- [WORK TASK]: Within the records below, find each line that holds the string "Instant", then copy it.

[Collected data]
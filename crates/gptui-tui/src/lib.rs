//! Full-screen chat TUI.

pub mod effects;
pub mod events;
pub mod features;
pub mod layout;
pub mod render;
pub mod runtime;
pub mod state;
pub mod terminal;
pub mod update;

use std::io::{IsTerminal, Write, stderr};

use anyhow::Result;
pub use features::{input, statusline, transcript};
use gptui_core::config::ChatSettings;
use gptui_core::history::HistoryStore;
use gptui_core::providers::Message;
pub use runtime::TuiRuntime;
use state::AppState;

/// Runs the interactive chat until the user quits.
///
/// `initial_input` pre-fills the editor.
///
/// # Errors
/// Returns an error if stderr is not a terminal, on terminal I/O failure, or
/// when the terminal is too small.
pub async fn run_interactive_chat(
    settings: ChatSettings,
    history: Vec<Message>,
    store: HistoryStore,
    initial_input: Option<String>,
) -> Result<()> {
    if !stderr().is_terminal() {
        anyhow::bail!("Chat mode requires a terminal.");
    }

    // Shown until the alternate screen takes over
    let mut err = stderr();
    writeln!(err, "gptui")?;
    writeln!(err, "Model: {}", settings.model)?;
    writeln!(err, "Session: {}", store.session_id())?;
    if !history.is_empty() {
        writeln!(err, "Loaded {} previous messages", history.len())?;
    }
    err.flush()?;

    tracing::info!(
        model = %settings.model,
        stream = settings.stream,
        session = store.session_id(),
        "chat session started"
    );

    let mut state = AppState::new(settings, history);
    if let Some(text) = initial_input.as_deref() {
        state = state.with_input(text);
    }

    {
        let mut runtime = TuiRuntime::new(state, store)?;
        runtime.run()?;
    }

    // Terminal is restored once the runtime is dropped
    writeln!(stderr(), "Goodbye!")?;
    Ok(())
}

--

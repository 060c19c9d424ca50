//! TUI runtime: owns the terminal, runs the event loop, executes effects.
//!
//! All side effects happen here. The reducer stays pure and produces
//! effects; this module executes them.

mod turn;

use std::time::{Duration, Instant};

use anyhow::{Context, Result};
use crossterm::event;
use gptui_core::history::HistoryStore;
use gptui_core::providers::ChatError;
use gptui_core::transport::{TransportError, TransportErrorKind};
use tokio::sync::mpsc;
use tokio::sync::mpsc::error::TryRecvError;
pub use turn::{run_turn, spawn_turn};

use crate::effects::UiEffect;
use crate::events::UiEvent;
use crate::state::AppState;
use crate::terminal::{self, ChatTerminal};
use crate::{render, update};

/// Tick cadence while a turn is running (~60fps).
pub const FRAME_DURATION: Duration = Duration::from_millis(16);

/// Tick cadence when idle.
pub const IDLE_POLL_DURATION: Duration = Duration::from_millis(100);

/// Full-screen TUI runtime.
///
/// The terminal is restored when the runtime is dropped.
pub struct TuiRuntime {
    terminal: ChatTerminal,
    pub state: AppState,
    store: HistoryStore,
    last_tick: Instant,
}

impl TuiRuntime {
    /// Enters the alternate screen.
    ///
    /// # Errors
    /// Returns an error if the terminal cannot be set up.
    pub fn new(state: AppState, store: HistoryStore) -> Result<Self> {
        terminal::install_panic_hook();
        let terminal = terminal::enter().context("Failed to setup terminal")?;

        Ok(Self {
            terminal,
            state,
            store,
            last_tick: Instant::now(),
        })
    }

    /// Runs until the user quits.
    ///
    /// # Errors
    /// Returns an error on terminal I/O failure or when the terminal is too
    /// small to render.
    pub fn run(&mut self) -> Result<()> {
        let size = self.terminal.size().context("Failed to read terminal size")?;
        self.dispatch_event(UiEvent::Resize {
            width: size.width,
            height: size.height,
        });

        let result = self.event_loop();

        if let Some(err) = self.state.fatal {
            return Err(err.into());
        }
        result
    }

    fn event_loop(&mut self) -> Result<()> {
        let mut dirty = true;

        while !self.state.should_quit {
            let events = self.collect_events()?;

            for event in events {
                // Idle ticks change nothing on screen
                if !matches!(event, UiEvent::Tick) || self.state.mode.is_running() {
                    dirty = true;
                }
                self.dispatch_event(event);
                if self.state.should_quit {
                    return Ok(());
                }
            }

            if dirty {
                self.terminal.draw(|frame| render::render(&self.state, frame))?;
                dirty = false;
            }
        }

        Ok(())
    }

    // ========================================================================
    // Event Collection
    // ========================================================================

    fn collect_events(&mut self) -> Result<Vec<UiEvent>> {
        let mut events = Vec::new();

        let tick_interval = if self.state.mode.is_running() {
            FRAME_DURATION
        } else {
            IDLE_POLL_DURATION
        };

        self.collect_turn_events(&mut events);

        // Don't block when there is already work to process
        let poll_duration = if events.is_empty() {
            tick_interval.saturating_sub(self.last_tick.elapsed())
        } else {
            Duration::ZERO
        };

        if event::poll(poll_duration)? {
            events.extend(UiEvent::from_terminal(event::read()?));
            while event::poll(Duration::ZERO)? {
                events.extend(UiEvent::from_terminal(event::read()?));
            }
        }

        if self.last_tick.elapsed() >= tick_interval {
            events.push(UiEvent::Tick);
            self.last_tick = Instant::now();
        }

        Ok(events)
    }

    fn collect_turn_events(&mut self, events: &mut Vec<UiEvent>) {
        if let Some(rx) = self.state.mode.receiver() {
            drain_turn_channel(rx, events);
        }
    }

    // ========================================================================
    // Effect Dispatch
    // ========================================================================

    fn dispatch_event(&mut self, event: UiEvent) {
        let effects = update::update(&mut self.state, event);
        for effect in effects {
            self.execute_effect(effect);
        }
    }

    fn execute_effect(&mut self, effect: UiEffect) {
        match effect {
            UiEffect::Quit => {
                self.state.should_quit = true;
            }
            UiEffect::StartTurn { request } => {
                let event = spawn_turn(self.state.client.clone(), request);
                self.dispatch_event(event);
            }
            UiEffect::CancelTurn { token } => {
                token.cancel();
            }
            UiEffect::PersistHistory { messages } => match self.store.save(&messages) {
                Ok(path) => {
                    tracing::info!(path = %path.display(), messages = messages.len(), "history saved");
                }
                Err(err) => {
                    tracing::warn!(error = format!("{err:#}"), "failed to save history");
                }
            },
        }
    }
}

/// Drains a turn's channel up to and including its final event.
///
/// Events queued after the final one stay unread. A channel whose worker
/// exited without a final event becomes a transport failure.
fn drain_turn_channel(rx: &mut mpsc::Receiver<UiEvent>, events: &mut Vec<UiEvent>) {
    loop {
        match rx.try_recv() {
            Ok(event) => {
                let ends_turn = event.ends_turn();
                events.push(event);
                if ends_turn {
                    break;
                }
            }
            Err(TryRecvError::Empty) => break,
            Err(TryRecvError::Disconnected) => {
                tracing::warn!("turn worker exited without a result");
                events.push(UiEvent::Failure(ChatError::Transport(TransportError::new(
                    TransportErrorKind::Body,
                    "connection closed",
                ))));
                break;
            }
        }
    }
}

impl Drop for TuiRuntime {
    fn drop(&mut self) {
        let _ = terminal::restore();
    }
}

...

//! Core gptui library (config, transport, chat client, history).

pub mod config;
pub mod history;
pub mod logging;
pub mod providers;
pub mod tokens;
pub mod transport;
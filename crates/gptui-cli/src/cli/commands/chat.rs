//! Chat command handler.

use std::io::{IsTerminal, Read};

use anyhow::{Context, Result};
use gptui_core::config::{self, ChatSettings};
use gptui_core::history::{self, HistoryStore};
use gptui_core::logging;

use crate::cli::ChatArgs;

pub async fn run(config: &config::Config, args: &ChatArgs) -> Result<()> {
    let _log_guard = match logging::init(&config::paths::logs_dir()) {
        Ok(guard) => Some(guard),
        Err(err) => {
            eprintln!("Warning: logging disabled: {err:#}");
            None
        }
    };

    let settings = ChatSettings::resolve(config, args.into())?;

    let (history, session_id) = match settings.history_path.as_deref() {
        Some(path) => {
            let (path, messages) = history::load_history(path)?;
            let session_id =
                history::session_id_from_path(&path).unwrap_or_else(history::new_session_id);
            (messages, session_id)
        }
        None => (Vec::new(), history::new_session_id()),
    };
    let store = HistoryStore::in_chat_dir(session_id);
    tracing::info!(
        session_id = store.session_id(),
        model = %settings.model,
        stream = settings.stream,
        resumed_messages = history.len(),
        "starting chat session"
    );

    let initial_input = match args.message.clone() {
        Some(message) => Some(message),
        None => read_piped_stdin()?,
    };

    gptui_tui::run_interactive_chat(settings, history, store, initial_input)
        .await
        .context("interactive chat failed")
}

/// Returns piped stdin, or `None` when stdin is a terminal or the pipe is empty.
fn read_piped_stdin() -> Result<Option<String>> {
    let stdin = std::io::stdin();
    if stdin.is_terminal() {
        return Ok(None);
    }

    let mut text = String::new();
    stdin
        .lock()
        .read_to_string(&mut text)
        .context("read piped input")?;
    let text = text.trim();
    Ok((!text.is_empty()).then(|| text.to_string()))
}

- [RESULT BELOW]:
use std::time::{Duration, Instant};
    last_tick: Instant,
            last_tick: Instant::now(),
            self.last_tick = Instant::now();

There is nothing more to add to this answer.